In december steeg de inflatie naar 4,1 procent, weer een tandje hoger dan de 4,0 procent van november. Een kleine stap, maar volgens Peter Hein van Mulligen, hoofdeconoom bij het CBS, een bittere pil. “Die 4 procent was al een vieze tegenvaller, maar dit maakt het nog net wat erger. We hadden het graag anders gezien”, klinkt het somber.
Volgens Van Mulligen zijn er meerdere boosdoeners verantwoordelijk voor deze stijging, maar energie springt er met vlag en wimpel bovenuit. “Benzine en diesel zijn duidelijk duurder dan een jaar geleden”, legt hij uit op BNR. Dat voelt niet alleen de automobilist, maar ook de consument in de supermarkt.

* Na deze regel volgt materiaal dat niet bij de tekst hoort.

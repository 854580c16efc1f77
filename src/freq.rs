//! Byte frequency analysis.
use crate::alloc::vec::Vec;
use crate::{FanoError, Symbol, SYMBOLS};

/// The number of occurrences of one symbol.
#[derive(Clone, Copy, Debug, PartialEq, Eq)]
pub struct FrequencyEntry {
    /// The byte value.
    pub symbol: Symbol,
    /// How often it occurs, at least one.
    pub count: usize,
}

/// All symbols of a buffer with their counts, most frequent first.
///
/// Symbols with equal counts keep the order in which they first appeared in the buffer.
/// Every symbol is listed exactly once and the list is never empty.
#[derive(Clone, Debug, PartialEq, Eq)]
pub struct FrequencyList {
    entries: Vec<FrequencyEntry>,
}

impl FrequencyList {
    /// Count the bytes of `data`.
    ///
    /// Fails with [`FanoError::EmptyInput`] if there is nothing to count.
    pub fn analyze(data: &[u8]) -> Result<Self, FanoError> {
        if data.is_empty() {
            return Err(FanoError::EmptyInput);
        }

        let mut counts = [0usize; SYMBOLS];
        let mut first_seen: Vec<Symbol> = Vec::new();
        for &byte in data {
            let count = &mut counts[usize::from(byte)];
            if *count == 0 {
                first_seen.push(byte);
            }
            *count += 1;
        }

        let mut entries: Vec<_> = first_seen
            .into_iter()
            .map(|symbol| FrequencyEntry {
                symbol,
                count: counts[usize::from(symbol)],
            })
            .collect();
        // Stable, so ties stay in order of first appearance.
        entries.sort_by(|a, b| b.count.cmp(&a.count));

        log::debug!(
            "analyzed {} bytes, {} distinct symbols",
            data.len(),
            entries.len()
        );

        Ok(FrequencyList { entries })
    }

    pub fn entries(&self) -> &[FrequencyEntry] {
        &self.entries
    }

    pub fn iter(&self) -> core::slice::Iter<'_, FrequencyEntry> {
        self.entries.iter()
    }

    /// The number of distinct symbols.
    pub fn len(&self) -> usize {
        self.entries.len()
    }

    /// Always false for a list produced by `analyze`.
    pub fn is_empty(&self) -> bool {
        self.entries.is_empty()
    }

    /// The sum of all counts, the length of the analyzed buffer.
    pub fn total(&self) -> usize {
        self.entries.iter().map(|entry| entry.count).sum()
    }

    /// The count of `symbol`, if it occurs.
    pub fn get(&self, symbol: Symbol) -> Option<usize> {
        self.entries
            .iter()
            .find(|entry| entry.symbol == symbol)
            .map(|entry| entry.count)
    }
}

impl<'a> IntoIterator for &'a FrequencyList {
    type Item = &'a FrequencyEntry;
    type IntoIter = core::slice::Iter<'a, FrequencyEntry>;

    fn into_iter(self) -> Self::IntoIter {
        self.iter()
    }
}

Met het decembercijfer kan de balans voor heel 2024 worden opgemaakt: de gemiddelde inflatie kwam uit op 3,3 procent. Lager dan het jaar ervoor, maar nog steeds hoger dan velen hadden gehoopt. Het was immers de bedoeling dat het inflatiecijfer onder de 3 procent zou duiken. De eerste maanden van het jaar gaven nog reden tot optimisme, maar halverwege schoot de inflatie toch weer omhoog. Dat de laatste maanden zelfs boven de 4 procent eindigen, noemt Van Mulligen “een bittere pil.”

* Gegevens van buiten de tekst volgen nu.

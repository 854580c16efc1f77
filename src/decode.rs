//! A module for all decoding needs.
use crate::alloc::{boxed::Box, vec::Vec};
use crate::bits::Bits;
use crate::table::{Code, CodeTable};
use crate::{FanoError, Symbol};

#[cfg(feature = "std")]
use std::io::{self, Read, Write};

/// Decodes packed buffers with a fixed code table.
pub struct Decoder<'t> {
    state: Box<dyn Matcher + Send + Sync + 't>,
}

/// A decoding stream sink.
///
/// See [`Decoder::into_stream`] on how to create this type and more information.
///
/// [`Decoder::into_stream`]: struct.Decoder.html#method.into_stream
#[cfg(feature = "std")]
pub struct IntoStream<'d, 't, W> {
    decoder: &'d Decoder<'t>,
    writer: W,
}

/// The result of coding a whole reader into a writer.
#[cfg(feature = "std")]
#[derive(Debug)]
pub struct AllResult {
    /// The total number of bytes consumed from the reader.
    pub bytes_read: usize,
    /// The total number of bytes written into the writer.
    pub bytes_written: usize,
    /// The possible error that occurred.
    ///
    /// Coding errors are reported as `io::ErrorKind::InvalidData`.
    pub status: io::Result<()>,
}

trait Matcher {
    /// Find the code at the start of `bits[pos..]`, returning its symbol and length.
    fn match_at(&self, bits: &Bits<'_>, pos: usize) -> Option<(Symbol, usize)>;
}

/// Tries every code of the table in turn.
struct LinearScan<'t> {
    codes: Vec<(Symbol, &'t Code)>,
}

/// Follows the bits through a binary tree of all codes.
struct TreeWalk {
    nodes: Vec<Node>,
}

#[derive(Clone, Copy)]
enum Node {
    Inner { next: [Option<u16>; 2] },
    Leaf(Symbol),
}

impl<'t> Decoder<'t> {
    /// Create a decoder that compares each code of `table` against the stream.
    ///
    /// This is slow for large tables, see [`with_tree_walk`] for a faster equivalent.
    ///
    /// [`with_tree_walk`]: #method.with_tree_walk
    pub fn new(table: &'t CodeTable) -> Self {
        Decoder {
            state: Box::new(LinearScan::new(table)),
        }
    }

    /// Create a decoder that walks a code tree built from `table`.
    ///
    /// Produces the same output as [`new`] but each symbol costs only one step per bit.
    ///
    /// [`new`]: #method.new
    pub fn with_tree_walk(table: &'t CodeTable) -> Self {
        Decoder {
            state: Box::new(TreeWalk::new(table)),
        }
    }

    /// Decode a packed buffer produced by an encoder with the same table.
    ///
    /// Fails if the buffer has no header, if the header declares an impossible amount of
    /// padding or if the bits do not form a sequence of codes of the table.
    pub fn decode(&self, packed: &[u8]) -> Result<Vec<u8>, FanoError> {
        let (&padding, payload) = packed.split_first().ok_or(FanoError::MissingHeader)?;
        let bits = Bits::unpack(payload, padding)?;

        let mut out = Vec::with_capacity(bits.len());
        let mut pos = 0;
        while pos < bits.len() {
            let (symbol, len) = self
                .state
                .match_at(&bits, pos)
                .ok_or(FanoError::NoMatchingCode { position: pos })?;
            out.push(symbol);
            pos += len;
        }

        log::debug!("decoded {} bits into {} bytes", bits.len(), out.len());

        Ok(out)
    }

    /// Construct a decoder into a writer.
    #[cfg(feature = "std")]
    pub fn into_stream<W: Write>(&self, writer: W) -> IntoStream<'_, 't, W> {
        IntoStream {
            decoder: self,
            writer,
        }
    }
}

#[cfg(feature = "std")]
impl<W: Write> IntoStream<'_, '_, W> {
    /// Decode all data from a reader.
    ///
    /// The packed buffer is read completely, nothing is written unless it decodes.
    pub fn decode_all(self, mut read: impl Read) -> AllResult {
        let IntoStream { decoder, mut writer } = self;

        let mut packed = Vec::new();
        let mut bytes_written = 0;

        let status = (|| -> io::Result<()> {
            read.read_to_end(&mut packed)?;
            let data = decoder
                .decode(&packed)
                .map_err(|err| io::Error::new(io::ErrorKind::InvalidData, err))?;
            writer.write_all(&data)?;
            bytes_written = data.len();
            Ok(())
        })();

        AllResult {
            bytes_read: packed.len(),
            bytes_written,
            status,
        }
    }
}

impl<'t> LinearScan<'t> {
    fn new(table: &'t CodeTable) -> Self {
        LinearScan {
            codes: table.iter().collect(),
        }
    }
}

impl Matcher for LinearScan<'_> {
    fn match_at(&self, bits: &Bits<'_>, pos: usize) -> Option<(Symbol, usize)> {
        self.codes
            .iter()
            .find(|(_, code)| bits.matches_at(pos, code))
            .map(|&(symbol, code)| (symbol, code.len()))
    }
}

impl TreeWalk {
    fn new(table: &CodeTable) -> Self {
        let mut nodes = Vec::with_capacity(2 * table.len());
        nodes.push(Node::Inner { next: [None; 2] });

        for (symbol, code) in table {
            let mut idx = 0;
            for bit in code.iter() {
                let next = match nodes[idx] {
                    Node::Inner { next } => next[usize::from(bit)],
                    // Not reachable for prefix-free tables.
                    Node::Leaf(_) => break,
                };
                idx = match next {
                    Some(child) => usize::from(child),
                    None => {
                        let child = nodes.len();
                        nodes.push(Node::Inner { next: [None; 2] });
                        if let Node::Inner { next } = &mut nodes[idx] {
                            next[usize::from(bit)] = Some(child as u16);
                        }
                        child
                    }
                };
            }
            nodes[idx] = Node::Leaf(symbol);
        }

        TreeWalk { nodes }
    }
}

impl Matcher for TreeWalk {
    fn match_at(&self, bits: &Bits<'_>, pos: usize) -> Option<(Symbol, usize)> {
        let mut idx = 0;
        let mut end = pos;
        loop {
            match self.nodes[idx] {
                Node::Leaf(symbol) => return Some((symbol, end - pos)),
                Node::Inner { next } => {
                    let bit = bits.get(end)?;
                    idx = usize::from(next[usize::from(bit)]?);
                    end += 1;
                }
            }
        }
    }
}

#[cfg(test)]
mod tests {
    use super::{CodeTable, Decoder};
    use crate::encode::Encoder;
    use crate::FanoError;

    fn both(table: &CodeTable) -> [Decoder<'_>; 2] {
        [Decoder::new(table), Decoder::with_tree_walk(table)]
    }

    #[test]
    fn aabbc_roundtrip() {
        let table = CodeTable::from_data(b"aabbc").unwrap();
        for decoder in &both(&table) {
            assert_eq!(decoder.decode(&[0, 0b1101_0100]).unwrap(), b"aabbc");
            assert_eq!(decoder.decode(&[2, 0b0001_0100]).unwrap(), b"aabb");
        }
    }

    #[test]
    fn single_symbol_roundtrip() {
        let table = CodeTable::from_data(b"aaaa").unwrap();
        for decoder in &both(&table) {
            assert_eq!(decoder.decode(&[4, 0]).unwrap(), b"aaaa");
        }
    }

    #[test]
    fn header_only_is_empty() {
        let table = CodeTable::from_data(b"abc").unwrap();
        for decoder in &both(&table) {
            assert_eq!(decoder.decode(&[0]).unwrap(), b"");
        }
    }

    #[test]
    fn missing_header() {
        let table = CodeTable::from_data(b"abc").unwrap();
        for decoder in &both(&table) {
            assert_eq!(decoder.decode(&[]), Err(FanoError::MissingHeader));
        }
    }

    #[test]
    fn invalid_padding() {
        let table = CodeTable::from_data(b"abc").unwrap();
        for decoder in &both(&table) {
            assert_eq!(
                decoder.decode(&[9, 0]),
                Err(FanoError::InvalidPadding {
                    padding: 9,
                    available: 8
                })
            );
        }
    }

    #[test]
    fn truncated_code_has_no_match() {
        // a=0 b=10 c=11, a lone `1` bit is not a code.
        let table = CodeTable::from_data(b"aabbc").unwrap();
        for decoder in &both(&table) {
            assert_eq!(
                decoder.decode(&[6, 0b0000_0010]),
                Err(FanoError::NoMatchingCode { position: 1 })
            );
        }
    }

    #[test]
    fn foreign_table_has_no_match() {
        let table = CodeTable::from_data(b"aaaa").unwrap();
        for decoder in &both(&table) {
            assert_eq!(
                decoder.decode(&[0, 0b0000_0010]),
                Err(FanoError::NoMatchingCode { position: 1 })
            );
        }
    }

    #[test]
    fn strategies_agree() {
        let data = b"how much wood would a woodchuck chuck if a woodchuck could chuck wood";
        let table = CodeTable::from_data(data).unwrap();
        let packed = Encoder::new(&table).encode(data).unwrap();
        let [scan, walk] = both(&table);
        assert_eq!(scan.decode(&packed).unwrap(), &data[..]);
        assert_eq!(walk.decode(&packed).unwrap(), &data[..]);
    }
}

Vergeleken met de rest van Europa bungelt Nederland ook nog eens onderaan het lijstje. “Uit mijn hoofd ligt het inflatiecijfer alleen in België nog iets hoger”, zegt Van Mulligen, die met weinig trots toevoegt: “Nederland zit duidelijk in het langzame klasje en steekt wat dat betreft negatief af.”
De hogere accijnzen op tabak en stijgende huurprijzen zijn deels verantwoordelijk, maar verklaren niet alles. Voedingsmiddelen, diensten en vermoedelijk vakanties werden in december ook weer duurder. “Veel mensen zullen het merken bij het afrekenen in de supermarkt”, waarschuwt de econoom.

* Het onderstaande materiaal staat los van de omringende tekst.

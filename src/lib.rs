//! # Shannon-Fano encoder and decoder
//!
//! This crate provides an `Encoder` and a `Decoder` for byte buffers compressed with a
//! Shannon-Fano code. The code is derived from the byte frequencies of the input: the
//! symbols are sorted by descending count and the list is split recursively into halves
//! of nearly equal weight, the left half extending the code by a `0` bit and the right
//! half by a `1` bit.
//!
//! The compressed form is a single header byte holding the number of padding bits (0 to
//! 7) in the last byte, followed by the code bits packed least significant bit first.
//! The code table itself is *not* part of the compressed data. Both sides must build the
//! same [`CodeTable`] or pass it along by other means.
//!
//! Examplary use of the encoder and decoder:
//!
//! ```
//! use fano::{CodeTable, decode::Decoder, encode::Encoder};
//! let data = b"TOBEORNOTTOBEORTOBEORNOT";
//!
//! let table = CodeTable::from_data(data).unwrap();
//! let compressed = Encoder::new(&table).encode(data).unwrap();
//! let decompressed = Decoder::new(&table).decode(&compressed).unwrap();
//! assert_eq!(&decompressed[..], &data[..]);
//! ```
#![cfg_attr(not(feature = "std"), no_std)]
#![forbid(unsafe_code)]

#[cfg(feature = "alloc")]
extern crate alloc;

/// Alias for the byte values being coded.
pub type Symbol = u8;

/// The largest number of padding bits a packed buffer can declare.
pub(crate) const MAX_PADDING: u8 = 7;

/// The number of distinct symbols, one for each byte value.
pub(crate) const SYMBOLS: usize = 1 << 8;

mod error;

#[cfg(feature = "alloc")]
pub mod bits;
#[cfg(feature = "alloc")]
pub mod decode;
#[cfg(feature = "alloc")]
pub mod encode;
#[cfg(feature = "alloc")]
pub mod freq;
#[cfg(feature = "alloc")]
pub mod table;

pub use error::FanoError;

#[cfg(feature = "alloc")]
pub use freq::{FrequencyEntry, FrequencyList};
#[cfg(feature = "alloc")]
pub use table::{Code, CodeTable};

#[cfg(feature = "alloc")]
pub(crate) use alloc::vec::Vec;

/// Analyse `data`, build its code table and encode it.
///
/// This is a shorthand for [`CodeTable::from_data`] followed by [`encode::Encoder::encode`].
/// The table is returned alongside the packed bytes since it is needed for decoding.
#[cfg(feature = "alloc")]
pub fn compress(data: &[u8]) -> Result<(CodeTable, Vec<u8>), FanoError> {
    let table = CodeTable::from_data(data)?;
    let packed = encode::Encoder::new(&table).encode(data)?;
    Ok((table, packed))
}

/// Decode a buffer produced by [`compress`] with the same table.
#[cfg(feature = "alloc")]
pub fn decompress(packed: &[u8], table: &CodeTable) -> Result<Vec<u8>, FanoError> {
    decode::Decoder::new(table).decode(packed)
}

En de toekomst? Die ziet er voorlopig niet rooskleurig uit. De hogere huurprijzen blijven in 2025 een rol spelen, wat het inflatiecijfer in de eerste helft van het jaar zal opkrikken. “De vooruitzichten zijn dan ook vooralsnog niet heel gunstig”, aldus Van Mulligen.
Volgende week komt het CBS met het definitieve inflatiecijfer voor december 2024. Meestal wijkt dat nauwelijks af van de huidige raming.